Mental Health Experts Speak at Saks Institute
Symposium
Thursday, Nov 18, 2010
http://lawweb.usc.edu/news/article.cfm?newsID=3659
Ethics, Mental Illness, and Mechanical
Restraints discussed
- By Gilien Silsby
- Photos by Lori Craig
Click here to watch the video of this event.
Three nationally respected authorities on mental
illness - hailing from academia, advocacy and the
legal arena - spoke at the inaugural symposium of
USC Law’s Saks Institute for Mental Health Law,
Policy, and Ethics.

Paul Appelbaum, Elyn Saks, Susan Stefan and
Kathi Stringer
The Nov. 11 event, “Ethics, Mental Illness, and
Mechanical Restraints,” drew an audience of more
than 130 lawyers, psychiatrists, and academics from
around the country as well as USC students and
faculty.
Organized by USC Law Prof. Elyn Saks, recipient of a
2009 MacArthur Foundation “genius grant” and founder
of the Saks Institute, the symposium gave an
overview and history of mental health issues as well
as a look at the legal and ethical issues
surrounding mechanical restraints used in mental
hospitals.
“It’s not by accident that today we are
discussing mechanical restraints as part of our
first distinguished lecture series,” Saks said. “My
first law article was on the use of mechanical
restraints and I myself was restrained for long
periods of time years ago. It’s a topic that has
been a big part of my life.”
Paul Appelbaum, M.D., a prominent professor of
psychiatry, medicine and law at Columbia University,
was the event’s Distinguished Lecturer. He discussed
coercive treatments in psychiatry and provided an
outline of the cutting-edge issues at the
intersection of mental health law, policy and
ethics.
“We need to be extremely cautious about the use of
coercion,” Appelbaum said. “The challenge is how to
do it in a proper way and a way that doesn’t harm
people.
“A blanket endorsement of coercion of people with
mental illness is inappropriate, but a blanket
rejection may be difficult to sustain. Those are the
challenges policymakers face. The goal today is
limiting its use. Hard paternalism may only be
appropriate when people represent a danger to others
around them.”
Susan Stefan, J.D., a leading expert on mental
health law and the Americans with Disabilities Act,
discussed the legal issues surrounding the use of
mechanical restraints.
Although much progress has been made in the past two
decades on reducing the use of mechanical
restraints, most of the improvements have been made
by changes in the law and culture - not by going to
court, she said.
Paul Appelbaum"Litigation is not a good
means to change culture, because it doesn’t change
hearts and minds any more than saturation bombing
does,” Stefan said. “The culture can be changed by
certain kinds of regulatory and policy changes,
which look boring and procedural, and don’t grab
headlines…. Changes in the law and regulations are
necessary to reduce and even eliminate the use of
restraints.”
In some cases litigation is necessary, she said.

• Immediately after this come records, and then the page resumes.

use crate::geo::{Borough, GeoPoint};
use crate::prelude::{DataError, DataResult};
use geojson::{Feature, GeoJson, PolygonType, Value};
use log::{info, warn};
use std::fs::File;
use std::io::{BufReader, Read};
use std::path::Path;

/// Property keys tried, in order, for a feature's display name.
const NAME_PROPERTIES: [&str; 3] = ["name", "BoroName", "boro_name"];

/// Reads the borough boundary file: a GeoJSON feature collection of
/// Polygon/MultiPolygon features, one per borough, in palette order.
///
/// Features without usable geometry are skipped with a warning rather than
/// failing the whole load.
pub fn read_boundaries<R: Read>(reader: R) -> DataResult<Vec<Borough>> {
    let geojson = GeoJson::from_reader(reader).map_err(geojson::Error::from)?;
    let features = match geojson {
        GeoJson::FeatureCollection(collection) => collection.features,
        GeoJson::Feature(feature) => vec![feature],
        GeoJson::Geometry(_) => {
            return Err(DataError::UnsupportedGeometry(
                "bare geometry without feature metadata".to_string(),
            ))
        }
    };

    let mut boroughs = Vec::with_capacity(features.len());
    for (index, feature) in features.into_iter().enumerate() {
        let name = feature_name(&feature, index);
        let Some(geometry) = feature.geometry else {
            warn!("boundary feature {name:?} has no geometry, skipping");
            continue;
        };
        let rings = match geometry.value {
            Value::Polygon(polygon) => convert_rings(polygon),
            Value::MultiPolygon(polygons) => {
                polygons.into_iter().flat_map(convert_rings).collect()
            }
            _ => {
                warn!("boundary feature {name:?} is not a polygon, skipping");
                continue;
            }
        };
        boroughs.push(Borough { name, rings });
    }

    info!("loaded {} borough boundaries", boroughs.len());
    Ok(boroughs)
}

pub fn load_boundaries<P: AsRef<Path>>(path: P) -> DataResult<Vec<Borough>> {
    let file = File::open(path)?;
    read_boundaries(BufReader::new(file))
}

fn feature_name(feature: &Feature, index: usize) -> String {
    for key in NAME_PROPERTIES {
        if let Some(text) = feature.property(key).and_then(|value| value.as_str()) {
            return text.to_string();
        }
    }
    format!("Borough {}", index + 1)
}

fn convert_rings(polygon: PolygonType) -> Vec<Vec<GeoPoint>> {
    polygon
        .into_iter()
        .map(|ring| {
            ring.into_iter()
                .filter_map(|position| match (position.first(), position.get(1)) {
                    (Some(&lon), Some(&lat)) => Some(GeoPoint { lon, lat }),
                    _ => None,
                })
                .collect()
        })
        .collect()
}

#[cfg(test)]
mod tests {
    use super::*;

    const TWO_BOROUGHS: &str = r#"{
        "type": "FeatureCollection",
        "features": [
            {
                "type": "Feature",
                "properties": { "BoroName": "Manhattan" },
                "geometry": {
                    "type": "Polygon",
                    "coordinates": [[[-74.0, 40.7], [-73.9, 40.7], [-73.9, 40.8], [-74.0, 40.7]]]
                }
            },
            {
                "type": "Feature",
                "properties": {},
                "geometry": {
                    "type": "MultiPolygon",
                    "coordinates": [
                        [[[-73.9, 40.6], [-73.8, 40.6], [-73.8, 40.7], [-73.9, 40.6]]],
                        [[[-73.7, 40.6], [-73.6, 40.6], [-73.6, 40.7], [-73.7, 40.6]]]
                    ]
                }
            }
        ]
    }"#;

    #[test]
    fn reads_named_polygons_in_feature_order() {
        let boroughs = read_boundaries(TWO_BOROUGHS.as_bytes()).unwrap();
        assert_eq!(boroughs.len(), 2);
        assert_eq!(boroughs[0].name, "Manhattan");
        assert_eq!(boroughs[0].rings.len(), 1);
        assert_eq!(boroughs[0].rings[0].len(), 4);
        // Unnamed features get a positional fallback name.
        assert_eq!(boroughs[1].name, "Borough 2");
        // MultiPolygon rings are flattened.
        assert_eq!(boroughs[1].rings.len(), 2);
    }

    #[test]
    fn bare_geometry_is_rejected() {
        let geometry = r#"{ "type": "Point", "coordinates": [-73.9, 40.7] }"#;
        assert!(matches!(
            read_boundaries(geometry.as_bytes()),
            Err(DataError::UnsupportedGeometry(_))
        ));
    }

    #[test]
    fn non_polygon_features_are_skipped() {
        let collection = r#"{
            "type": "FeatureCollection",
            "features": [{
                "type": "Feature",
                "properties": { "name": "pin" },
                "geometry": { "type": "Point", "coordinates": [-73.9, 40.7] }
            }]
        }"#;
        let boroughs = read_boundaries(collection.as_bytes()).unwrap();
        assert!(boroughs.is_empty());
    }
}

Stefan described the case of one of her clients who
had been restrained for more than 80 hours.
“That’s three days and eight hours. She was also
restrained … because she had shown signs of bulimia.

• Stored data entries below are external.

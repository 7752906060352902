//! Core data-flow library for the NYC crime-map visualizer.
//!
//! Builds the gap-free daily incident series, filters it by calendar-day
//! intervals, and provides the shared scales and map projection used by the
//! interactive front end and the headless inspector.

pub mod calendar;
pub mod geo;
pub mod ingest;
pub mod prelude;
pub mod scale;
pub mod series;

pub use prelude::{DataError, DataResult};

This restraint was the only treatment offered for
her eating disorder. …These are the kinds of
situations in which litigation is an appropriate
tool.”
Kathi Stringer, an activist for people with mental
illness and someone who has experienced mechanical
restraints herself, gave a viewpoint from a
consumer’s perspective.
“Restraints are very abusive, degrading and
painful,” Stringer said. “My view is we have to make
it stop and that’s what my journey is about.”
Although she would like to see restraints eliminated
completely, in the meantime, she is advocating for
implementing basic rules regarding their use.
Stringer would like to require that those who
restrain people fill out questionnaires and provide
reasons for the restraints and document the amount
of time a person is restrained. Stringer has looked
at the use of restraints in her Riverside, Calif.,
hometown, as well as the state of California.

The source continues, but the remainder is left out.